**Records supplied:**

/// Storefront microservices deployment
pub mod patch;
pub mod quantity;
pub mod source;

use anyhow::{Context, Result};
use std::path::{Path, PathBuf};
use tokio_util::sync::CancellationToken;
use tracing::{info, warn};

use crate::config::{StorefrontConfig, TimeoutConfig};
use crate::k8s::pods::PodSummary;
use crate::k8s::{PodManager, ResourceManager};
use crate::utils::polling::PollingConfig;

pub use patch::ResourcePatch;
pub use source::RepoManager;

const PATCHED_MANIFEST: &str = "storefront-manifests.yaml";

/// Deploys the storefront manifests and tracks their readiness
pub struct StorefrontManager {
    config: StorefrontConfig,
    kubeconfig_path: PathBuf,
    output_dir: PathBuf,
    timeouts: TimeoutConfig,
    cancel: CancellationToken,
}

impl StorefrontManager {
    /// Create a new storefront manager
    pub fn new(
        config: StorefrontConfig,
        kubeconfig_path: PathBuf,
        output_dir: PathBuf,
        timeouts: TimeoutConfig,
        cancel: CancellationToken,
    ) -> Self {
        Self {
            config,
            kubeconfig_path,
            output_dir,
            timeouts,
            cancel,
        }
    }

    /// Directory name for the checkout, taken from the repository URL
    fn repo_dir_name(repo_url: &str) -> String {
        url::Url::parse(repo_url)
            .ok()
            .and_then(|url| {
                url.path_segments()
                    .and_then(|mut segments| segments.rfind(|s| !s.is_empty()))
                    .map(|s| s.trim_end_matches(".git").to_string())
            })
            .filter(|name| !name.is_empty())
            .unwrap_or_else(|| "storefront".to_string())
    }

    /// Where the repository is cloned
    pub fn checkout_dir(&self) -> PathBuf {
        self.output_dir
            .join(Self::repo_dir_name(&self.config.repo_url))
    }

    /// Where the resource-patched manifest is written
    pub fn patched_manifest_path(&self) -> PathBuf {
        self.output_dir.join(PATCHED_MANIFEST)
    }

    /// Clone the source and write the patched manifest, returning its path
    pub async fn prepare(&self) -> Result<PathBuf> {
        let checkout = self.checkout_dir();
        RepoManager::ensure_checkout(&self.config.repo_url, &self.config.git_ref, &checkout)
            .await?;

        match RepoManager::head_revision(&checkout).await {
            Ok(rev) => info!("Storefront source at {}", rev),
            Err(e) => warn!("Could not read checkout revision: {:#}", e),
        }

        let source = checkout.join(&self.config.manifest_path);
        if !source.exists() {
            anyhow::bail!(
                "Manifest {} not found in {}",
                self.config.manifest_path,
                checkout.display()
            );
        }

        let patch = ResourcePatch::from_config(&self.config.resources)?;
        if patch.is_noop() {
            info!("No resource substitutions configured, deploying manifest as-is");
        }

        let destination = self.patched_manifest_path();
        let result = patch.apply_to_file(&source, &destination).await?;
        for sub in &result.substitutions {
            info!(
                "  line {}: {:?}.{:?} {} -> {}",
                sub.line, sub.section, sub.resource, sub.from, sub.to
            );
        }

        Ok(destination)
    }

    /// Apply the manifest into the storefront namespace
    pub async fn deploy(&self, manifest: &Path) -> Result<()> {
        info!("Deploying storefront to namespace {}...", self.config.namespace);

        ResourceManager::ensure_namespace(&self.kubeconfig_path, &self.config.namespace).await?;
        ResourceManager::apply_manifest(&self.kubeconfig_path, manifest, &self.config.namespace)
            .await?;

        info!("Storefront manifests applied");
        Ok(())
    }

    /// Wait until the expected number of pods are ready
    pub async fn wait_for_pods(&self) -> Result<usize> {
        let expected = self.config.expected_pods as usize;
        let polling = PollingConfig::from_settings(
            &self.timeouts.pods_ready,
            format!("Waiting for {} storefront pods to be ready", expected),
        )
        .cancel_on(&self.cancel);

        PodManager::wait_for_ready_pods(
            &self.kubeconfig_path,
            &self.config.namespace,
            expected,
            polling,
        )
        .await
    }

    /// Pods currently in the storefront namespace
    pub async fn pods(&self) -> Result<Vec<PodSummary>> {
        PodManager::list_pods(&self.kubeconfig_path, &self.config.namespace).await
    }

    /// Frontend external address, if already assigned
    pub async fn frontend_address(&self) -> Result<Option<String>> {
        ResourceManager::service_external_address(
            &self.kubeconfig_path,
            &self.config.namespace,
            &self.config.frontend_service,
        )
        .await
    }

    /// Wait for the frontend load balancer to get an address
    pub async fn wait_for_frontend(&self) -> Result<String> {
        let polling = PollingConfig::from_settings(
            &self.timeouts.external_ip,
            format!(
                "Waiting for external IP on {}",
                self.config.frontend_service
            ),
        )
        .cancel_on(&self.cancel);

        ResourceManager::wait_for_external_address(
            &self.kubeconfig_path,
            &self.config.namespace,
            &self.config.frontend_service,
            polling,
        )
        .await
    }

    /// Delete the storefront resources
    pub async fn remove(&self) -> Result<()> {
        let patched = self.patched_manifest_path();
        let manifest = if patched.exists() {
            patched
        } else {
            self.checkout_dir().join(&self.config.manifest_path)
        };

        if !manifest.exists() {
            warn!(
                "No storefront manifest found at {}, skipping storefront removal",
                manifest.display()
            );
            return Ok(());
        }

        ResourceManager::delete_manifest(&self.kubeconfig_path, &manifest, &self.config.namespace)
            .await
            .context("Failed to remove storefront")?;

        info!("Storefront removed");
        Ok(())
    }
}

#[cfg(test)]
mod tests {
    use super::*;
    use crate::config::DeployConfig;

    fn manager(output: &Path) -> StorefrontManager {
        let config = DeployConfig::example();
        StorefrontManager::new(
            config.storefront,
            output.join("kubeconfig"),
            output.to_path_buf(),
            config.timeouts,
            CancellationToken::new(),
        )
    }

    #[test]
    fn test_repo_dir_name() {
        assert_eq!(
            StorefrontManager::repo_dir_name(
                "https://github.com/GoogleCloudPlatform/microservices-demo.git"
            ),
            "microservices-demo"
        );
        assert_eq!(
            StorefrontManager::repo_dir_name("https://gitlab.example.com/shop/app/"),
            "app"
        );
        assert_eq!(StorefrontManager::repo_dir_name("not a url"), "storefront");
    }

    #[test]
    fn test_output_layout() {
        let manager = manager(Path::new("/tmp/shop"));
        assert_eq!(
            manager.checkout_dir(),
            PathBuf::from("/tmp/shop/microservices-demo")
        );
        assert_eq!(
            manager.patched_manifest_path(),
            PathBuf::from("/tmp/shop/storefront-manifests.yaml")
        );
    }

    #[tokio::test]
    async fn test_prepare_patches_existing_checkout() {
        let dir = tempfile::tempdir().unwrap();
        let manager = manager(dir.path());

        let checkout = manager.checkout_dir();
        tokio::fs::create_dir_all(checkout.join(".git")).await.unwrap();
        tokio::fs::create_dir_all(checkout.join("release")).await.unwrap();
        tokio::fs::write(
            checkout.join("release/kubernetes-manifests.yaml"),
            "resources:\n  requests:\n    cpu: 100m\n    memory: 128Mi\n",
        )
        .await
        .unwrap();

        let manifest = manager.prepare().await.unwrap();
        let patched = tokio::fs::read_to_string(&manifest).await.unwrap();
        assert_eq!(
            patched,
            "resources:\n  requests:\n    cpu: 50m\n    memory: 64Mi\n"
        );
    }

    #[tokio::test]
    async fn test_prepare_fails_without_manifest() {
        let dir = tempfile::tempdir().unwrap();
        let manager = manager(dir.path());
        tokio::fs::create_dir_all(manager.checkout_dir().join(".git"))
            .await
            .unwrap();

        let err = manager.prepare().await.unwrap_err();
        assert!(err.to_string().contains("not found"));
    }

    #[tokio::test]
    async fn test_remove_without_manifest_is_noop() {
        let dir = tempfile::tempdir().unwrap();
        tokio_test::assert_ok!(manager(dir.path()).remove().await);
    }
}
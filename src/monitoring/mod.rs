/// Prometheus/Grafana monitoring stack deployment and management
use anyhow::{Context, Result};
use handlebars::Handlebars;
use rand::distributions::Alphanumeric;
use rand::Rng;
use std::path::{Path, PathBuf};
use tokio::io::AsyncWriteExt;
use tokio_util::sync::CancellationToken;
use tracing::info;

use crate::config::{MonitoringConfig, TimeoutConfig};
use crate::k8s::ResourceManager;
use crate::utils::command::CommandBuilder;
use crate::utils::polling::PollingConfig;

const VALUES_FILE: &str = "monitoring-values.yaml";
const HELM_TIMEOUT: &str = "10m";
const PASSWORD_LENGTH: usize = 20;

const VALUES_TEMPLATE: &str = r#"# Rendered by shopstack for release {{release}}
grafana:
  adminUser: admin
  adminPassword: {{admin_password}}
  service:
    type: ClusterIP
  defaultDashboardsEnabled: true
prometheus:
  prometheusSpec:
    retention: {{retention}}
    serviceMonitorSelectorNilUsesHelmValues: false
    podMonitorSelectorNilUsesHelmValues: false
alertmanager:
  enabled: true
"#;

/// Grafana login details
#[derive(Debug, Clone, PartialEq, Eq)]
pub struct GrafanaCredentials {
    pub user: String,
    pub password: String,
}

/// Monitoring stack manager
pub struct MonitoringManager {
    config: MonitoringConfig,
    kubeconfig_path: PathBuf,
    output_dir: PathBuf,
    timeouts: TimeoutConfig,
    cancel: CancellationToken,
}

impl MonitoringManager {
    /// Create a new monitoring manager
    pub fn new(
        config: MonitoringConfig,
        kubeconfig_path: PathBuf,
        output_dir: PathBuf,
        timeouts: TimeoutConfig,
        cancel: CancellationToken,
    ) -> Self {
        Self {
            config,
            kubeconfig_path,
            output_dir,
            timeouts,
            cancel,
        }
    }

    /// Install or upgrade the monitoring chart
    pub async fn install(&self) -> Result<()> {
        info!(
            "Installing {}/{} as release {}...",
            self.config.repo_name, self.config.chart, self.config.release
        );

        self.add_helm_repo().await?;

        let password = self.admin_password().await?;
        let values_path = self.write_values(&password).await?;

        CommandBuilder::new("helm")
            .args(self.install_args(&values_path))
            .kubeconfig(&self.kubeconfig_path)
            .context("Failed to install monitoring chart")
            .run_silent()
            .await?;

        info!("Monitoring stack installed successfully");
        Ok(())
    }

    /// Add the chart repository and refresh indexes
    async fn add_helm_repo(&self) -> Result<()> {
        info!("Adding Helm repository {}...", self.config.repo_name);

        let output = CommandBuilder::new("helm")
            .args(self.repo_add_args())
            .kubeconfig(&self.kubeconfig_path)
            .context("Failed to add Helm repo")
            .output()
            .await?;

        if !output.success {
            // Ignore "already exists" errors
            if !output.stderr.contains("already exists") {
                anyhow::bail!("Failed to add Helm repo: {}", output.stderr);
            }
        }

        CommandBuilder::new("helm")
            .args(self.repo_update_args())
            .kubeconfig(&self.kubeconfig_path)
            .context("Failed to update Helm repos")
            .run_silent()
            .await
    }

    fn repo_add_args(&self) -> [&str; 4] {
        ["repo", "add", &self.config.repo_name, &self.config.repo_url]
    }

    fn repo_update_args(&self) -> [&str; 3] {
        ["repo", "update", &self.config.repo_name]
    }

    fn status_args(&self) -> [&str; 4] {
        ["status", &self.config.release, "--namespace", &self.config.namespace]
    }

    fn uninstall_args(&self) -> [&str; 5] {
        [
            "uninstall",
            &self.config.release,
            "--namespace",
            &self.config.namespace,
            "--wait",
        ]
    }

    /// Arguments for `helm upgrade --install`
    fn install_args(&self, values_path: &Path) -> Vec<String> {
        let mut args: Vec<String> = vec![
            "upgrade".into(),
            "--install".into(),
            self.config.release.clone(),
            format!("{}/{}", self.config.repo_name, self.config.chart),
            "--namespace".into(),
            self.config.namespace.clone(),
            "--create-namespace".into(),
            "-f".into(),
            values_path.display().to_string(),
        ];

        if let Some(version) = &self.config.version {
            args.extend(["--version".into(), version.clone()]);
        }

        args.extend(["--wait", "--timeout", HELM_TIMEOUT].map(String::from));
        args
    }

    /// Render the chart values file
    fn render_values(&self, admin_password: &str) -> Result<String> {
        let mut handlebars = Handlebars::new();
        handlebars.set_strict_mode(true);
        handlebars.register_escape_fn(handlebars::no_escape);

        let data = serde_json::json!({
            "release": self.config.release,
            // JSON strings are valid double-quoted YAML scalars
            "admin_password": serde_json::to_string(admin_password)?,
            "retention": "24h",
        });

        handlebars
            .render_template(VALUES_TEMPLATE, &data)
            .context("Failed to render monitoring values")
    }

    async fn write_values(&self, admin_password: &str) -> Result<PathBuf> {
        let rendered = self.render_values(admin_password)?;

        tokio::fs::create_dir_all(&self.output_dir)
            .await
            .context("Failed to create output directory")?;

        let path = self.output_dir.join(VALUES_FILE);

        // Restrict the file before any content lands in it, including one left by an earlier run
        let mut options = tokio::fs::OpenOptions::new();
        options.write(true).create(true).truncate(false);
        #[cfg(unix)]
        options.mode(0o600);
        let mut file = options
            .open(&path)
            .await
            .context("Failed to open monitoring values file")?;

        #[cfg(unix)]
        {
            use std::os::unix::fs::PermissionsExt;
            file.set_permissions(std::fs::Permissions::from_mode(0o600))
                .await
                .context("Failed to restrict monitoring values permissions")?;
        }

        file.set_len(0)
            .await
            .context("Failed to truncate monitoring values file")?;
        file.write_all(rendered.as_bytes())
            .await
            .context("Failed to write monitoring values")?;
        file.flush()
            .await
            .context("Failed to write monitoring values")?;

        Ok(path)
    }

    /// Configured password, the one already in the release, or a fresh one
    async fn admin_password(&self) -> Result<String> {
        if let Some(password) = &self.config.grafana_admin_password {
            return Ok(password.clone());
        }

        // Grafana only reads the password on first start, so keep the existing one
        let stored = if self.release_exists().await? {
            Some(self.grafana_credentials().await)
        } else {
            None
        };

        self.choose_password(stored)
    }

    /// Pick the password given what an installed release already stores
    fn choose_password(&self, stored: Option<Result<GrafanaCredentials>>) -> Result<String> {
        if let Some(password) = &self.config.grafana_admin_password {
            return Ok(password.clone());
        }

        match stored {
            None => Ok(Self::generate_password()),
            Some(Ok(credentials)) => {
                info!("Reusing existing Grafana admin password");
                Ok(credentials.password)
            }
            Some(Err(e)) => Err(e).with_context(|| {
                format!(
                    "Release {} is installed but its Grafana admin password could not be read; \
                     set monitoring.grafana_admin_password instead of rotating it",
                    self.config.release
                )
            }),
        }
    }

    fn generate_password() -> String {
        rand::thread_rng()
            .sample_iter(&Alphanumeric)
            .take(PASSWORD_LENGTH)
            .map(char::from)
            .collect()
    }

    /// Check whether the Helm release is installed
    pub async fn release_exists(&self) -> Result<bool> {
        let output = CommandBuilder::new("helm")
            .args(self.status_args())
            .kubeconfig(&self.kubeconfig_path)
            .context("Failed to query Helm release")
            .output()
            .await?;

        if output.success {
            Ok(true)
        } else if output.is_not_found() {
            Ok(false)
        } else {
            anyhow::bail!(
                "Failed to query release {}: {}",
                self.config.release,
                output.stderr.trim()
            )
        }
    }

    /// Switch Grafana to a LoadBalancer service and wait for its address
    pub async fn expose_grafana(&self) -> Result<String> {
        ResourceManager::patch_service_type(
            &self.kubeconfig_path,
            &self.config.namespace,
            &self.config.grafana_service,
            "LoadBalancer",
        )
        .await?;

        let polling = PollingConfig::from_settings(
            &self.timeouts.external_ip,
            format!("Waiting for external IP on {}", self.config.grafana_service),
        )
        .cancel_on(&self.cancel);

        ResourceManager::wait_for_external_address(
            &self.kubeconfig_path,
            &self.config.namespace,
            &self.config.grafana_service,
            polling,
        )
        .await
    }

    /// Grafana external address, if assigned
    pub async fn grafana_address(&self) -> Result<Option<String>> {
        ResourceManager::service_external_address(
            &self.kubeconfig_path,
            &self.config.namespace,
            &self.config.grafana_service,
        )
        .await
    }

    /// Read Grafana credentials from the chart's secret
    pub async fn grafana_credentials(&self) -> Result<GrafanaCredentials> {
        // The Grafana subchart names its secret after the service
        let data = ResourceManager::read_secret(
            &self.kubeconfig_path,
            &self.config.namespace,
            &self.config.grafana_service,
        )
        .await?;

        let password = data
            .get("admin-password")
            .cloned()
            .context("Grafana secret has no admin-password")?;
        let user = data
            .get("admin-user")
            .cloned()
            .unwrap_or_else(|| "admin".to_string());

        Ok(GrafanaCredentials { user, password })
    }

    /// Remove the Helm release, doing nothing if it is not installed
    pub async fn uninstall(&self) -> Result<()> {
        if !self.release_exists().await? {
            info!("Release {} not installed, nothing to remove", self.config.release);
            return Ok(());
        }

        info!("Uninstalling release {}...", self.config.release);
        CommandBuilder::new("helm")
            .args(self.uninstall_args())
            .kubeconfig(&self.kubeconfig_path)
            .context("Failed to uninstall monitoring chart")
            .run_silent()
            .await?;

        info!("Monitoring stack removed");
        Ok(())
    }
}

**Exercise aim:** In the entries above, the lines between the one holding "existing Grafana admin" and the one holding "rand::thread_rng()", inclusive, are to be printed exactly as written, and those alone.

**Response to the task:**
                info!("Reusing existing Grafana admin password");
                Ok(credentials.password)
            }
            Some(Err(e)) => Err(e).with_context(|| {
                format!(
                    "Release {} is installed but its Grafana admin password could not be read; \
                     set monitoring.grafana_admin_password instead of rotating it",
                    self.config.release
                )
            }),
        }
    }

    fn generate_password() -> String {
        rand::thread_rng()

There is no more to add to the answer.